From the records below, extract only the lines running from the line with "async fn transcript_vocabulary_also_escalates()" to the line with "you to a nurse", both lines included, reproducing them exactly.

Dataset entries:
* * *
#[cfg(test)]
mod tests {
    use super::*;
    use crate::constants::PENDING_ANALYSIS_REASON;
    use crate::store::MemoryStore;
    use crate::test_support::{sample_extraction, FailingSummarizer, FixedSummarizer, GatedSummarizer};
    use std::time::Duration;

    fn registry_with(summarizer: Arc<dyn Summarizer>) -> (LiveCallRegistry, Arc<MemoryStore>) {
        let store = Arc::new(MemoryStore::new());
        let registry = LiveCallRegistry::new(store.clone(), summarizer, EngineConfig::standard().unwrap());
        (registry, store)
    }

    async fn next_of_kind(sub: &mut Subscription, kind: &str) -> LiveCallEvent {
        tokio::time::timeout(Duration::from_secs(5), async {
            loop {
                let event = sub.recv().await.expect("subscription open");
                if event.kind() == kind {
                    return event;
                }
            }
        })
        .await
        .expect("event arrives in time")
    }

    #[tokio::test]
    async fn basic_call_ends_as_needs_review() {
        let (registry, _) = registry_with(Arc::new(FailingSummarizer));
        registry.start_call("c1", "+15551234567").unwrap();
        assert!(registry.append_transcript_line("c1", "assistant", "Triage line, how can I help?"));
        assert!(registry.append_transcript_line("c1", "user", "I have a headache."));

        let done = registry.end_call("c1", "customer-ended-call").unwrap();
        assert_eq!(done.status, CallStatus::NeedsReview);
        assert!(done.duration_sec > 0);
        assert_eq!(done.transcript.len(), 2);
        assert_eq!(done.transcript[0].speaker, Speaker::Agent);
        assert_eq!(done.transcript[1].speaker, Speaker::Caller);

        assert!(registry.get_live().is_empty());
        let completed = registry.get_completed();
        assert_eq!(completed.len(), 1);
        assert_eq!(completed[0].id, "c1");
    }

    #[tokio::test]
    async fn duplicate_start_leaves_call_untouched() {
        let (registry, _) = registry_with(Arc::new(FailingSummarizer));
        registry.start_call("c1", "+1").unwrap();
        registry.append_transcript_line("c1", "user", "hello");
        let before = registry.get_live_call("c1").unwrap();

        let err = registry.start_call("c1", "+2").unwrap_err();
        assert!(matches!(err, TriageError::CallAlreadyExists(_)));
        let after = registry.get_live_call("c1").unwrap();
        assert_eq!(after.created_at, before.created_at);
        assert_eq!(after.transcript, before.transcript);
        assert_eq!(after.phone_number, "+1");
    }

    #[tokio::test]
    async fn duplicate_end_finalizes_once() {
        let (registry, store) = registry_with(Arc::new(FixedSummarizer::new(sample_extraction())));
        let mut sub = registry.subscribe();
        registry.start_call("c1", "+15551234567").unwrap();
        registry.append_transcript_line("c1", "assistant", "Hello");
        registry.append_transcript_line("c1", "user", "My chest hurts");

        assert!(registry.end_call("c1", "customer-ended-call").is_some());
        assert!(registry.end_call("c1", "customer-ended-call").is_none());

        let LiveCallEvent::CallCompleted { call } = next_of_kind(&mut sub, "call-completed").await
        else {
            unreachable!()
        };
        assert_eq!(call.reason_short, "Chest pain");
        assert_eq!(call.patient_name.as_deref(), Some("Ada"));
        assert_eq!(registry.get_completed().len(), 1);
        assert_eq!(store.encounter_count(), 1);
        assert_eq!(store.timeline_count(), 1);
    }

    #[tokio::test]
    async fn empty_snapshot_does_not_erase_transcript() {
        let (registry, _) = registry_with(Arc::new(FailingSummarizer));
        registry.start_call("c2", "+1").unwrap();
        registry.sync_transcript(
            "c2",
            &[
                RawMessage::with_content("assistant", "one"),
                RawMessage::with_content("user", "two"),
                RawMessage::with_content("assistant", "three"),
            ],
        );
        let mut sub = registry.subscribe();

        let decision = registry.sync_transcript("c2", &[]);
        assert_eq!(decision, Some(MergeDecision::KeepExisting));
        assert_eq!(registry.get_live_call("c2").unwrap().transcript.len(), 3);

        assert_eq!(sub.try_recv().unwrap().kind(), "full-state");
        assert!(sub.try_recv().is_none(), "guard must not publish a sync");
    }

    #[tokio::test]
    async fn forwarded_call_is_escalated_with_note() {
        let (registry, _) = registry_with(Arc::new(FailingSummarizer));
        registry.start_call("c3", "+1").unwrap();
        registry.append_transcript_line("c3", "user", "I need a nurse");

        let done = registry.end_call("c3", "call-forwarded to agent").unwrap();
        assert_eq!(done.status, CallStatus::Escalated);
        assert_eq!(done.transcript.len(), 2);
        let note = &done.transcript[1];
        assert_eq!(note.speaker, Speaker::Agent);
        assert!(note.text.as_str().contains("transferred to a human operator"));
        assert!(note.text.as_str().contains("call-forwarded to agent"));
    }

    #[tokio::test]
    async fn transcript_vocabulary_also_escalates() {
        let (registry, _) = registry_with(Arc::new(FailingSummarizer));
        registry.start_call("c4", "+1").unwrap();
        registry.append_transcript_line("c4", "assistant", "Transferring you to a nurse now.");
        let done = registry.end_call("c4", "assistant-ended-call").unwrap();
        assert_eq!(done.status, CallStatus::Escalated);
    }

    #[tokio::test]
    async fn events_arrive_in_operation_order() {
        let (registry, _) = registry_with(Arc::new(FailingSummarizer));
        let mut sub = registry.subscribe();
        registry.start_call("c1", "").unwrap();
        registry.append_transcript_line("c1", "user", "hi");
        registry.sync_transcript("c1", &[RawMessage::with_message("user", "hi there")]);
        registry.end_call("c1", "hangup");

        let kinds: Vec<_> = [
            next_of_kind(&mut sub, "full-state").await,
            sub.recv().await.unwrap(),
            sub.recv().await.unwrap(),
            sub.recv().await.unwrap(),
            sub.recv().await.unwrap(),
            sub.recv().await.unwrap(),
        ]
        .iter()
        .map(|e| e.kind())
        .collect();
        assert_eq!(
            kinds,
            vec![
                "full-state",
                "call-started",
                "transcript",
                "transcript-sync",
                "call-ended",
                "call-completed"
            ]
        );
    }

    #[tokio::test]
    async fn unknown_calls_are_ignored() {
        let (registry, _) = registry_with(Arc::new(FailingSummarizer));
        let mut sub = registry.subscribe();
        assert!(!registry.append_transcript_line("nope", "user", "hi"));
        assert!(registry.sync_transcript("nope", &[]).is_none());
        assert!(registry.end_call("nope", "x").is_none());
        assert!(!registry.correct_phone("nope", "+1"));
        sub.try_recv();
        assert!(sub.try_recv().is_none());
    }

    #[tokio::test]
    async fn placeholder_phone_is_corrected_before_end() {
        let (registry, _) = registry_with(Arc::new(FailingSummarizer));
        registry.start_call("c1", "  ").unwrap();
        assert_eq!(registry.get_live_call("c1").unwrap().phone_number, PLACEHOLDER_PHONE);
        assert!(!registry.correct_phone("c1", PLACEHOLDER_PHONE));
        assert!(registry.correct_phone("c1", "+15559876543"));
        let done = registry.end_call("c1", "hangup").unwrap();
        assert_eq!(done.caller_phone, "+15559876543");
    }

    #[tokio::test]
    async fn preliminary_record_precedes_enrichment() {
        let gated = Arc::new(GatedSummarizer::new(sample_extraction()));
        let (registry, store) = registry_with(gated.clone());
        let mut sub = registry.subscribe();
        registry.start_call("c1", "+15551234567").unwrap();
        registry.append_transcript_line("c1", "assistant", "Hello");
        registry.append_transcript_line("c1", "user", "Chest pain");
        registry.end_call("c1", "hangup");

        gated.entered.notified().await;
        let row = store.get_call("c1").await.unwrap().unwrap();
        assert_eq!(row.reason_short, PENDING_ANALYSIS_REASON);
        assert_eq!(row.status, CallStatus::NeedsReview);

        gated.release.notify_one();
        next_of_kind(&mut sub, "call-completed").await;
        let row = store.get_call("c1").await.unwrap().unwrap();
        assert_eq!(row.reason_short, "Chest pain");
        assert_eq!(row.status, CallStatus::Escalated);
    }

    #[tokio::test]
    async fn live_summary_is_published_after_interval() {
        let store = Arc::new(MemoryStore::new());
        let config = EngineConfig::standard().unwrap().with_live_summary_interval(2);
        let registry = LiveCallRegistry::new(
            store,
            Arc::new(FixedSummarizer::new(sample_extraction())),
            config,
        );
        let mut sub = registry.subscribe();
        registry.start_call("c1", "+1").unwrap();
        registry.append_transcript_line("c1", "assistant", "Hello");
        registry.append_transcript_line("c1", "user", "My chest hurts");

        let LiveCallEvent::AiSummary { call_id, summary } =
            next_of_kind(&mut sub, "ai-summary").await
        else {
            unreachable!()
        };
        assert_eq!(call_id, "c1");
        assert_eq!(summary.reason_short, "Chest pain");

        let done = registry.end_call("c1", "hangup").unwrap();
        assert_eq!(done.reason_short, "Chest pain");
    }

    #[tokio::test]
    async fn reanalysis_refreshes_completed_call() {
        let (registry, store) = registry_with(Arc::new(FailingSummarizer));
        let mut sub = registry.subscribe();
        registry.start_call("c1", "+15551234567").unwrap();
        registry.append_transcript_line("c1", "assistant", "Hello");
        registry.append_transcript_line("c1", "user", "Chest pain");
        registry.end_call("c1", "hangup");
        next_of_kind(&mut sub, "call-completed").await;

        let fixed = LiveCallRegistry {
            inner: Arc::new(RegistryInner {
                state: Mutex::new(RegistryState {
                    live: HashMap::new(),
                    completed: registry
                        .get_completed()
                        .into_iter()
                        .map(|c| (c.id.clone(), c))
                        .collect(),
                    awaiting_report: HashMap::new(),
                    broadcaster: Broadcaster::new(8),
                }),
                pipeline: FinalizationPipeline::new(
                    store.clone(),
                    Arc::new(FixedSummarizer::new(sample_extraction())),
                    Duration::from_secs(5),
                ),
                config: EngineConfig::standard().unwrap(),
            }),
        };
        let mut sub = fixed.subscribe();
        let row = fixed.reanalyze("c1").await.unwrap();
        assert_eq!(row.reason_short, "Chest pain");
        let LiveCallEvent::CallCompleted { call } = next_of_kind(&mut sub, "call-completed").await
        else {
            unreachable!()
        };
        assert_eq!(call.status, CallStatus::Escalated);
        assert_eq!(fixed.get_completed_call("c1").unwrap().reason_short, "Chest pain");
    }

    #[tokio::test]
    async fn completed_calls_beyond_retention_are_evicted() {
        let store = Arc::new(MemoryStore::new());
        let config = EngineConfig::standard()
            .unwrap()
            .with_completed_retention(2)
            .unwrap();
        let registry = LiveCallRegistry::new(store, Arc::new(FailingSummarizer), config);
        for id in ["c1", "c2", "c3"] {
            registry.start_call(id, "+1").unwrap();
            tokio::time::sleep(Duration::from_millis(2)).await;
            registry.end_call(id, "hangup");
        }
        let ids: Vec<_> = registry.get_completed().into_iter().map(|c| c.id).collect();
        assert_eq!(ids, vec!["c3", "c2"]);
        assert!(!registry.knows("c1"));

        let LiveCallEvent::FullState { completed_calls, .. } = registry.subscribe().try_recv().unwrap()
        else {
            unreachable!()
        };
        assert_eq!(completed_calls.len(), 2);
    }

    #[tokio::test]
    async fn calls_awaiting_a_report_are_not_evicted() {
        let store = Arc::new(MemoryStore::new());
        let config = EngineConfig::standard()
            .unwrap()
            .with_completed_retention(1)
            .unwrap();
        let registry = LiveCallRegistry::new(store, Arc::new(FailingSummarizer), config);
        registry.start_call("waiting", "+1").unwrap();
        registry.end_call_awaiting_report("waiting", "unknown");
        registry.start_call("c2", "+1").unwrap();
        registry.end_call("c2", "hangup");

        assert!(registry.get_completed_call("waiting").is_some());
        assert!(registry.get_completed_call("c2").is_none());
    }

    #[tokio::test]
    async fn report_completes_a_call_ended_by_status() {
        let (registry, store) = registry_with(Arc::new(FixedSummarizer::new(sample_extraction())));
        let mut sub = registry.subscribe();
        registry.start_call("c1", "").unwrap();
        registry.append_transcript_line("c1", "assistant", "Hello");

        let provisional = registry.end_call_awaiting_report("c1", "unknown").unwrap();
        assert_eq!(provisional.caller_phone, PLACEHOLDER_PHONE);
        assert!(registry.end_call_awaiting_report("c1", "unknown").is_none());
        assert!(registry.end_call("c1", "hangup").is_none());

        let messages = [
            RawMessage::with_message("assistant", "Hello"),
            RawMessage::with_message("user", "My chest hurts"),
        ];
        let done = registry
            .complete_with_report(
                "c1",
                ReportDetails {
                    phone: Some("+15551234567"),
                    ended_reason: Some("customer-ended-call"),
                    duration: Some(75),
                    messages: &messages,
                },
            )
            .unwrap();
        assert_eq!(done.caller_phone, "+15551234567");
        assert_eq!(done.duration_sec, 75);
        assert_eq!(done.transcript.len(), 2);
        assert_eq!(done.ended_reason, "customer-ended-call");
        assert!(registry
            .complete_with_report("c1", ReportDetails::default())
            .is_none());

        next_of_kind(&mut sub, "call-completed").await;
        let row = store.get_call("c1").await.unwrap().unwrap();
        assert_eq!(row.duration_sec, 75);
        assert_eq!(row.caller_phone, "+15551234567");
        assert_eq!(store.encounter_count(), 1);
    }
}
* * *
_TASK RESULT_
    async fn transcript_vocabulary_also_escalates() {
        let (registry, _) = registry_with(Arc::new(FailingSummarizer));
        registry.start_call("c4", "+1").unwrap();
        registry.append_transcript_line("c4", "assistant", "Transferring you to a nurse now.");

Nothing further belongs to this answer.